EXERCISE BRIEF: From the records below, please repeat exactly the line that has "not compact drained", the line that has "let (log, records) = RecordLog::open_read_only(backend)?;", and every line between them, and nothing else.

Collected data:

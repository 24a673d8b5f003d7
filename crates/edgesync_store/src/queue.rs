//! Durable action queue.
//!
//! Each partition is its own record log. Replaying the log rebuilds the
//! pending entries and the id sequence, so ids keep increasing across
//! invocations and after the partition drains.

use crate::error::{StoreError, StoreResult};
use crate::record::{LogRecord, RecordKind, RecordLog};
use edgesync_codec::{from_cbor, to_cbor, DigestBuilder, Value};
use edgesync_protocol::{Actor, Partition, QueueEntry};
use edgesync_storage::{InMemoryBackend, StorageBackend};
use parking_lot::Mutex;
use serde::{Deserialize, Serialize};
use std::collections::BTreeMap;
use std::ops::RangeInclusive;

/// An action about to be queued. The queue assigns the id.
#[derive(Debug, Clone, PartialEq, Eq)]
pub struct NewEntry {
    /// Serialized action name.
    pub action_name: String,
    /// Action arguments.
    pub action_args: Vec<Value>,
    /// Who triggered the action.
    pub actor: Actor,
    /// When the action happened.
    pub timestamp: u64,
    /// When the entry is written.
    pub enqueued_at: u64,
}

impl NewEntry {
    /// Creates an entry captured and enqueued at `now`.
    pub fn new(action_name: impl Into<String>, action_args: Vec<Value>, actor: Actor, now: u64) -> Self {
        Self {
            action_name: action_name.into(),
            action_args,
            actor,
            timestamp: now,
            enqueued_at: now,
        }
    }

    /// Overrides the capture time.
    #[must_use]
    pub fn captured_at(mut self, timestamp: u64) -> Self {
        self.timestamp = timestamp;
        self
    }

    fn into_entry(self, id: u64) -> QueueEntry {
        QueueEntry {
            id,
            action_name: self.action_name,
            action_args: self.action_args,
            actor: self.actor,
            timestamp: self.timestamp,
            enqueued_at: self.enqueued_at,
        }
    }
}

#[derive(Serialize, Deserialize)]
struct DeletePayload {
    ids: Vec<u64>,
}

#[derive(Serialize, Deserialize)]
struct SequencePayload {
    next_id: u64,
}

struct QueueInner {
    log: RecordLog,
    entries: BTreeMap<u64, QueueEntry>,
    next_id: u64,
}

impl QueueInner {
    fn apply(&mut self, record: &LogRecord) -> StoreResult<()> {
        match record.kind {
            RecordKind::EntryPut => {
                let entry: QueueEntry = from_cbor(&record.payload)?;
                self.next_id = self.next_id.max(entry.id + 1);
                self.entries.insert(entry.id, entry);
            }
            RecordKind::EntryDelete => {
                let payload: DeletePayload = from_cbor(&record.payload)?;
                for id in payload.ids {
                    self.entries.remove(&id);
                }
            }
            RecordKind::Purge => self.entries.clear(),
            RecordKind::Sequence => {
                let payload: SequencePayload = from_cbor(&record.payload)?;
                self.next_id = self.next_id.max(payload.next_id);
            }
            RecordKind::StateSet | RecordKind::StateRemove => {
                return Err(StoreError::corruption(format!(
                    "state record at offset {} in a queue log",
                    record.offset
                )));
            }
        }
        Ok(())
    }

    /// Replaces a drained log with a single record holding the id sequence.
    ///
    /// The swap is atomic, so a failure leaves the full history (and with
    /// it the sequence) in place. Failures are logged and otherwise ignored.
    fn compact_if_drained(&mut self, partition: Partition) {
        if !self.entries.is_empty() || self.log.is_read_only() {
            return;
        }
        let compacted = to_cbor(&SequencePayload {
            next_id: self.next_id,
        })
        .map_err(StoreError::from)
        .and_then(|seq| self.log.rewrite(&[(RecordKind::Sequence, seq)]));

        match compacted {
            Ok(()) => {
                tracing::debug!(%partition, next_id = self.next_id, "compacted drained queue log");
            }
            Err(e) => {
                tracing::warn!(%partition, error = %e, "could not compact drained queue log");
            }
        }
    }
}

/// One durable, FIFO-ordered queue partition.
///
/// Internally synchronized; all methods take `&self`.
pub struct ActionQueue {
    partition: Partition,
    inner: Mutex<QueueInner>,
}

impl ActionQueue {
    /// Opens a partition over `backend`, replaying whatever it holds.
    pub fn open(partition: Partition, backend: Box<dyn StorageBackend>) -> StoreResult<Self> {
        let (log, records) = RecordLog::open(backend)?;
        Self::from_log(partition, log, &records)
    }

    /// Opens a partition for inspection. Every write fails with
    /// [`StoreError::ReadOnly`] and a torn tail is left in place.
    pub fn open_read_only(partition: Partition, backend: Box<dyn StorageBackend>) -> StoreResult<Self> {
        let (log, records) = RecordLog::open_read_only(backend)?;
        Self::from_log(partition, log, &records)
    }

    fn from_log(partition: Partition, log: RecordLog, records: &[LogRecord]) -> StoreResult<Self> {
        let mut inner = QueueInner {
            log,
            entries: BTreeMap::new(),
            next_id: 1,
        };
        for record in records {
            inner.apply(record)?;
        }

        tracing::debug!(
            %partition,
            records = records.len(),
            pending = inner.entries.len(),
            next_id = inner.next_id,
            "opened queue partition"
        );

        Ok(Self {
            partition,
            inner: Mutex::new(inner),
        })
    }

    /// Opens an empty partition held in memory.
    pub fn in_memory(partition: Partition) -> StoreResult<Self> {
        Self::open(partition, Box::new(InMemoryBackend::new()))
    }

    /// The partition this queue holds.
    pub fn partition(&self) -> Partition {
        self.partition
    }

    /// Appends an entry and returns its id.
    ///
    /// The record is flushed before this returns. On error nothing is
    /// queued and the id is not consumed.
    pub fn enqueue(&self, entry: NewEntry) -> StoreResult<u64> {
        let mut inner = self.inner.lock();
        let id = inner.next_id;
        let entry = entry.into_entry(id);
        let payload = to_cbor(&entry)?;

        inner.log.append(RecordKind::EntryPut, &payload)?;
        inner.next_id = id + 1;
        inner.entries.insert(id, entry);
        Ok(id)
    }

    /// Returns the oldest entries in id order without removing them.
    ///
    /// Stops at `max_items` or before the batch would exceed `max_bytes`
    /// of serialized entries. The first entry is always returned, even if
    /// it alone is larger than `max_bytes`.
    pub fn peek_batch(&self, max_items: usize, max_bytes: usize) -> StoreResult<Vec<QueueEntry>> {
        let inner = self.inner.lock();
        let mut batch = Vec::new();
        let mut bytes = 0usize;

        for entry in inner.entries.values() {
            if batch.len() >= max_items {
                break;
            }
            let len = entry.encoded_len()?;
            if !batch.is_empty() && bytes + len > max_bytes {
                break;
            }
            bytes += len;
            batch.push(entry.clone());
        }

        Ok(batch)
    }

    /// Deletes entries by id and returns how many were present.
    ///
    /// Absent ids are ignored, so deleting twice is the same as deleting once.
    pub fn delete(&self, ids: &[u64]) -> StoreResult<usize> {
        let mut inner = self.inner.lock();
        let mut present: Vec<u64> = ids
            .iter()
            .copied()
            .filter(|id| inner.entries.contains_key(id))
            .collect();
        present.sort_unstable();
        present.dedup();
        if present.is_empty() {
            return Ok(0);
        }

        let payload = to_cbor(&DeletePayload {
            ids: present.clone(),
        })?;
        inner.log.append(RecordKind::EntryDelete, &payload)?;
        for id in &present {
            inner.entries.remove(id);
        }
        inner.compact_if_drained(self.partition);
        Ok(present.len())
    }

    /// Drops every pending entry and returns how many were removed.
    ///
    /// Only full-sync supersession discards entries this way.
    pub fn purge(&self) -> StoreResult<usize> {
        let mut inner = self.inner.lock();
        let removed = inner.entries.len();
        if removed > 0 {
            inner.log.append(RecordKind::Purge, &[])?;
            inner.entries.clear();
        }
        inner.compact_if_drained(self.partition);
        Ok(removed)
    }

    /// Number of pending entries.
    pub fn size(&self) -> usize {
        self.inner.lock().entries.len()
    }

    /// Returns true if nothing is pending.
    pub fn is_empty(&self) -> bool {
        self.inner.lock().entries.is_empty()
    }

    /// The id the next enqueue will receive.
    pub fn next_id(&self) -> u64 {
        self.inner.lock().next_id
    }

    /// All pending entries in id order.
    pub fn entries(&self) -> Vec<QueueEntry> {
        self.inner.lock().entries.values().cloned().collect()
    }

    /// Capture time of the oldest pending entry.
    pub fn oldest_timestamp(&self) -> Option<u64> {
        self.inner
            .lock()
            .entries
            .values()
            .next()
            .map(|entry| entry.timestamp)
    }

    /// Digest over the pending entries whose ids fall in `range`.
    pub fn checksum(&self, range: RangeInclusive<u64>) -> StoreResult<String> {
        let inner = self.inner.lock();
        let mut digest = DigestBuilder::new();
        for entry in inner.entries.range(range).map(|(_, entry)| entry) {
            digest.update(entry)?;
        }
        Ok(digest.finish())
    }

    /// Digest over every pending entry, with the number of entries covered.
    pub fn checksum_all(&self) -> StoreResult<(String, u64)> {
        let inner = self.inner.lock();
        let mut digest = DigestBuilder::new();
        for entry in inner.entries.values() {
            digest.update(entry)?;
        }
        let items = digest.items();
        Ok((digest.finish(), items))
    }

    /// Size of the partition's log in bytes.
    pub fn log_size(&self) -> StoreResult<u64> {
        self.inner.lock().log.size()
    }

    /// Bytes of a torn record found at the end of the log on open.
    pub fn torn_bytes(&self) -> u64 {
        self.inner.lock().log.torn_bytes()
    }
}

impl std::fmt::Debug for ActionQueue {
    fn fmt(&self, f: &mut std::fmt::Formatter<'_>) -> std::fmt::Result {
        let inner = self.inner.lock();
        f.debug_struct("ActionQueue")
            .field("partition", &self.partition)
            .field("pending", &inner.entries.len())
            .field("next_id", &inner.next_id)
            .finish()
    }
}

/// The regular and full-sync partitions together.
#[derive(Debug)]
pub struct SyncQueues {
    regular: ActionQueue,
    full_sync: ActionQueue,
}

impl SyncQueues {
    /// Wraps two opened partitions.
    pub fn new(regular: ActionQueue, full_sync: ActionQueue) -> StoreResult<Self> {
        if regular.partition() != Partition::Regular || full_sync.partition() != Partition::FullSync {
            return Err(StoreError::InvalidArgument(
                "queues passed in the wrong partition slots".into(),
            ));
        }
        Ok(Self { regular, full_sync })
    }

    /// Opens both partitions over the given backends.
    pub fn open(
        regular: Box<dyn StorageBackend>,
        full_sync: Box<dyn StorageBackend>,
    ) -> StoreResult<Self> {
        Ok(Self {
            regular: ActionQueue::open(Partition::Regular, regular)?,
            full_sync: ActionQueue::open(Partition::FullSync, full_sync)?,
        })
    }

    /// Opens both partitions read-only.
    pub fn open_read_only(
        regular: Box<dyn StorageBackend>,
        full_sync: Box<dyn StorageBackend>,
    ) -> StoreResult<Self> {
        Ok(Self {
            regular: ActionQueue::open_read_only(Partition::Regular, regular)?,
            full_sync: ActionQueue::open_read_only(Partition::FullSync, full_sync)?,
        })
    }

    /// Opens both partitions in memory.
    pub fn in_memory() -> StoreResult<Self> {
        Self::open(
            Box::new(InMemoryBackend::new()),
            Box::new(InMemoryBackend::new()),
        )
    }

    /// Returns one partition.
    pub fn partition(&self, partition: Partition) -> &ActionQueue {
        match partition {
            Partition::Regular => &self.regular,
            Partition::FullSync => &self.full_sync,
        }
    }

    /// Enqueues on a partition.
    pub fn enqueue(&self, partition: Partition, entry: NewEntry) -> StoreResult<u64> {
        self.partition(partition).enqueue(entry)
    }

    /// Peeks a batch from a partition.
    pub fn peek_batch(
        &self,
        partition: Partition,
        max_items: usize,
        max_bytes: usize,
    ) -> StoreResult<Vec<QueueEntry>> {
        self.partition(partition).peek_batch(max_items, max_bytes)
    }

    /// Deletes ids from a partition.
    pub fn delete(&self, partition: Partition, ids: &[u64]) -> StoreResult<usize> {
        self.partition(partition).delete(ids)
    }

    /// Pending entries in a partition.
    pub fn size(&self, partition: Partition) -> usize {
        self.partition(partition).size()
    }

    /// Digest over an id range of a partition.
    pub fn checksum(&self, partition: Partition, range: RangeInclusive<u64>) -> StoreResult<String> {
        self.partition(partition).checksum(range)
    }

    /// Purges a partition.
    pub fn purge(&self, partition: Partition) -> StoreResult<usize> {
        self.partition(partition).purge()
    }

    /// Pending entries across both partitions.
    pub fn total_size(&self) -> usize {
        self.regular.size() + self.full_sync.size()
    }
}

OUTPUT:
                tracing::warn!(%partition, error = %e, "could not compact drained queue log");
            }
        }
    }
}

/// One durable, FIFO-ordered queue partition.
///
/// Internally synchronized; all methods take `&self`.
pub struct ActionQueue {
    partition: Partition,
    inner: Mutex<QueueInner>,
}

impl ActionQueue {
    /// Opens a partition over `backend`, replaying whatever it holds.
    pub fn open(partition: Partition, backend: Box<dyn StorageBackend>) -> StoreResult<Self> {
        let (log, records) = RecordLog::open(backend)?;
        Self::from_log(partition, log, &records)
    }

    /// Opens a partition for inspection. Every write fails with
    /// [`StoreError::ReadOnly`] and a torn tail is left in place.
    pub fn open_read_only(partition: Partition, backend: Box<dyn StorageBackend>) -> StoreResult<Self> {
        let (log, records) = RecordLog::open_read_only(backend)?;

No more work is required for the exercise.